AIM OF THE EXERCISE >> Count lines holding the string "keys" in the data that follows. Reply with one number only.

Stored data entries >>
[Start of Attachment]

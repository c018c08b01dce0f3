use crate::{
    models::ModelDescriptor,
    providers::{
        http::{rate_limit_hint, ApiErrorBody},
        openai_compatible::{catalog_entries, CompatibleProfile, OpenAiCompatibleClient},
        ProviderKind,
    },
};
use serde_json::Value;

pub const BASE_URL: &str = "https://api.groq.com/openai/v1";
pub const DEFAULT_MODEL: &str = "llama-3.1-8b-instant";

pub fn profile() -> CompatibleProfile {
    CompatibleProfile {
        kind: ProviderKind::Groq,
        default_model: DEFAULT_MODEL,
        hint_rule: remediation_hint,
        fallback_models,
        parse_catalog: Some(parse_catalog),
        catalog_requires_key: true,
    }
}

pub fn client() -> OpenAiCompatibleClient {
    OpenAiCompatibleClient::new(profile())
}

pub fn fallback_models() -> Vec<ModelDescriptor> {
    [
        ("llama-3.1-8b-instant", "Llama 3.1 8B Instant", 131_072),
        ("llama-3.3-70b-versatile", "Llama 3.3 70B Versatile", 131_072),
        ("gemma2-9b-it", "Gemma 2 9B", 8_192),
        ("mixtral-8x7b-32768", "Mixtral 8x7B", 32_768),
    ]
    .into_iter()
    .map(|(id, name, context)| {
        ModelDescriptor::new(id, name, "groq")
            .free()
            .with_context_length(context)
    })
    .collect()
}

// Groq's catalog order is kept as-is.
fn parse_catalog(catalog: &Value) -> Vec<ModelDescriptor> {
    catalog_entries(catalog)
        .filter(|entry| entry["active"].as_bool().unwrap_or(true))
        .filter_map(|entry| {
            let id = entry["id"].as_str()?;
            let mut model = ModelDescriptor::new(id, id, "groq").free();
            if let Some(context) = entry["context_window"]
                .as_u64()
                .and_then(|c| u32::try_from(c).ok())
            {
                model = model.with_context_length(context);
            }
            Some(model)
        })
        .collect()
}

fn remediation_hint(status: u16, error: &ApiErrorBody) -> Option<String> {
    if status == 429 {
        return Some(rate_limit_hint("Groq", "https://console.groq.com/settings/limits"));
    }
    if status == 401 || error.code_is("invalid_api_key") || error.message_contains("API key") {
        return Some("Create a free Groq API key at https://console.groq.com/keys".to_string());
    }
    None
}

#[cfg(test)]
mod tests {
    use super::*;
    use serde_json::json;

    #[test]
    fn test_catalog_keeps_remote_order_and_skips_inactive() {
        let catalog = json!({"data": [
            {"id": "mixtral-8x7b-32768", "context_window": 32768},
            {"id": "old-model", "active": false},
            {"id": "gemma2-9b-it", "context_window": 8192}
        ]});
        let models = parse_catalog(&catalog);
        assert_eq!(models.len(), 2);
        assert_eq!(models[0].id, "mixtral-8x7b-32768");
        assert_eq!(models[0].context_length, Some(32768));
        assert!(models.iter().all(|m| m.is_free));
    }

    #[test]
    fn test_oversized_context_window_is_dropped() {
        let catalog = json!({"data": [{"id": "huge", "context_window": 5_000_000_000u64}]});
        let models = parse_catalog(&catalog);
        assert_eq!(models.len(), 1);
        assert_eq!(models[0].context_length, None);
    }

    #[test]
    fn test_invalid_key_hint() {
        let error = ApiErrorBody::parse(
            r#"{"error":{"message":"Invalid API Key","type":"invalid_request_error","code":"invalid_api_key"}}"#,
        );
        assert!(remediation_hint(401, &error).unwrap().contains("console.groq.com/keys"));
    }
}
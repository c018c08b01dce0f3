pub mod config;
pub mod error;
pub mod gateway;
pub mod logger;
pub mod models;
pub mod prompts;
pub mod providers;
pub mod registry;
pub mod storage;

pub use config::{GatewayConfig, ProviderConfig, DEFAULT_PROVIDER};
pub use error::{ProviderError, Result};
pub use gateway::LearningGateway;
pub use models::{
    ChatMessage, ChatRole, GenerationOptions, ModelDescriptor, ProviderDescriptor,
};
pub use prompts::{render_prompt, LearningMode, SYSTEM_PROMPT};
pub use providers::{AnthropicClient, GeminiClient, OpenAiCompatibleClient, ProviderClient, ProviderKind};
pub use registry::ProviderRegistry;
pub use storage::{JsonFilePreferenceStore, MemoryPreferenceStore, PreferenceStore};
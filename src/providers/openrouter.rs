use crate::{
    models::ModelDescriptor,
    providers::{
        http::{rate_limit_hint, ApiErrorBody},
        openai_compatible::{catalog_entries, CompatibleProfile, OpenAiCompatibleClient},
        ProviderKind,
    },
};
use serde_json::Value;

pub const BASE_URL: &str = "https://openrouter.ai/api/v1";
pub const DEFAULT_MODEL: &str = "meta-llama/llama-3.3-70b-instruct:free";

pub fn profile() -> CompatibleProfile {
    CompatibleProfile {
        kind: ProviderKind::OpenRouter,
        default_model: DEFAULT_MODEL,
        hint_rule: remediation_hint,
        fallback_models,
        parse_catalog: Some(parse_catalog),
        catalog_requires_key: false,
    }
}

/// OpenRouter attributes traffic through the `HTTP-Referer` and `X-Title`
/// headers.
pub fn client(site_url: Option<&str>, site_name: Option<&str>) -> OpenAiCompatibleClient {
    let mut client = OpenAiCompatibleClient::new(profile());
    if let Some(url) = site_url {
        client = client.with_header("http-referer", url);
    }
    if let Some(name) = site_name {
        client = client.with_header("x-title", name);
    }
    client
}

pub fn fallback_models() -> Vec<ModelDescriptor> {
    let mut models: Vec<ModelDescriptor> = [
        ("meta-llama/llama-3.3-70b-instruct:free", "Llama 3.3 70B Instruct (free)", 131_072),
        ("google/gemma-3-27b-it:free", "Gemma 3 27B (free)", 96_000),
        ("mistralai/mistral-7b-instruct:free", "Mistral 7B Instruct (free)", 32_768),
        ("deepseek/deepseek-chat-v3-0324:free", "DeepSeek V3 (free)", 163_840),
        ("qwen/qwen-2.5-72b-instruct:free", "Qwen 2.5 72B Instruct (free)", 32_768),
    ]
    .into_iter()
    .map(|(id, name, context)| {
        ModelDescriptor::new(id, name, provider_of(id))
            .free()
            .with_context_length(context)
    })
    .collect();
    sort_models(&mut models);
    models
}

/// The vendor half of an `vendor/model` id.
pub fn provider_of(id: &str) -> &str {
    id.split_once('/').map(|(vendor, _)| vendor).unwrap_or(id)
}

fn is_zero_price(price: &Value) -> bool {
    match price {
        Value::String(s) => s.parse::<f64>().map(|p| p == 0.0).unwrap_or(false),
        Value::Number(n) => n.as_f64() == Some(0.0),
        _ => false,
    }
}

pub fn is_free(entry: &Value) -> bool {
    let id = entry["id"].as_str().unwrap_or_default();
    id.ends_with(":free")
        || (is_zero_price(&entry["pricing"]["prompt"])
            && is_zero_price(&entry["pricing"]["completion"]))
}

/// Free models first, then by vendor, then by id.
pub fn sort_models(models: &mut [ModelDescriptor]) {
    models.sort_by(|a, b| {
        b.is_free
            .cmp(&a.is_free)
            .then_with(|| a.provider.cmp(&b.provider))
            .then_with(|| a.id.cmp(&b.id))
    });
}

fn parse_catalog(catalog: &Value) -> Vec<ModelDescriptor> {
    let mut models: Vec<ModelDescriptor> = catalog_entries(catalog)
        .filter_map(|entry| {
            let id = entry["id"].as_str()?;
            let name = entry["name"].as_str().unwrap_or(id);
            let mut model = ModelDescriptor::new(id, name, provider_of(id));
            model.is_free = is_free(entry);
            if let Some(context) = entry["context_length"]
                .as_u64()
                .and_then(|c| u32::try_from(c).ok())
            {
                model = model.with_context_length(context);
            }
            Some(model)
        })
        .collect();
    sort_models(&mut models);
    models
}

fn remediation_hint(status: u16, error: &ApiErrorBody) -> Option<String> {
    if status == 429 {
        return Some(rate_limit_hint(
            "OpenRouter",
            "https://openrouter.ai/settings/credits (free models allow only a few requests per minute)",
        ));
    }
    if status == 402 || error.message_contains("credit") {
        return Some(
            "Your OpenRouter account is out of credits. Add credits at https://openrouter.ai/credits or pick a model ending in :free".to_string(),
        );
    }
    if status == 401 || error.message_contains("API key") || error.message_contains("auth credentials") {
        return Some("Create an OpenRouter API key at https://openrouter.ai/keys".to_string());
    }
    None
}

#[cfg(test)]
mod tests {
    use super::*;
    use serde_json::json;

    #[test]
    fn test_free_detection() {
        assert!(is_free(&json!({"id": "x/y:free"})));
        assert!(is_free(&json!({"id": "x/y", "pricing": {"prompt": "0", "completion": "0"}})));
        assert!(!is_free(&json!({"id": "x/y", "pricing": {"prompt": "0", "completion": "0.000002"}})));
        assert!(!is_free(&json!({"id": "x/y"})));
    }

    #[test]
    fn test_catalog_puts_free_models_first() {
        let catalog = json!({"data": [
            {"id": "openai/gpt-4o", "name": "GPT-4o", "pricing": {"prompt": "0.0000025", "completion": "0.00001"}},
            {"id": "mistralai/mistral-7b-instruct:free", "name": "Mistral 7B", "context_length": 32768},
            {"id": "anthropic/claude-3.5-sonnet", "name": "Claude 3.5 Sonnet", "pricing": {"prompt": "0.000003", "completion": "0.000015"}},
            {"id": "google/gemma-3-27b-it", "name": "Gemma 3", "pricing": {"prompt": "0", "completion": "0"}}
        ]});

        let models = parse_catalog(&catalog);
        let ids: Vec<&str> = models.iter().map(|m| m.id.as_str()).collect();

        assert_eq!(
            ids,
            vec![
                "google/gemma-3-27b-it",
                "mistralai/mistral-7b-instruct:free",
                "anthropic/claude-3.5-sonnet",
                "openai/gpt-4o",
            ]
        );
        assert_eq!(models[1].context_length, Some(32768));
    }

    #[test]
    fn test_sort_is_monotone_in_freeness() {
        let mut models: Vec<ModelDescriptor> = (0..20)
            .map(|i| {
                let mut m = ModelDescriptor::new(format!("v{}/m{}", i % 4, i), "m", format!("v{}", i % 4));
                m.is_free = i % 3 == 0;
                m
            })
            .collect();
        sort_models(&mut models);

        let first_paid = models.iter().position(|m| !m.is_free).unwrap_or(models.len());
        assert!(models[first_paid..].iter().all(|m| !m.is_free));
    }

    #[test]
    fn test_provider_of() {
        assert_eq!(provider_of("meta-llama/llama-3.3-70b-instruct:free"), "meta-llama");
        assert_eq!(provider_of("openrouter-auto"), "openrouter-auto");
    }

    #[test]
    fn test_credit_hint() {
        let error = ApiErrorBody::parse(r#"{"error":{"message":"Insufficient credits","code":402}}"#);
        assert!(remediation_hint(402, &error).unwrap().contains("openrouter.ai/credits"));
    }

    #[test]
    fn test_attribution_headers() {
        let client = client(Some("https://learngen.app"), Some("Learngen"));
        assert!(client.extra_headers().contains_key("http-referer"));
        assert!(client.extra_headers().contains_key("x-title"));
    }
}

[End of Attachment]

ANSWER TO THIS EXERCISE >> 3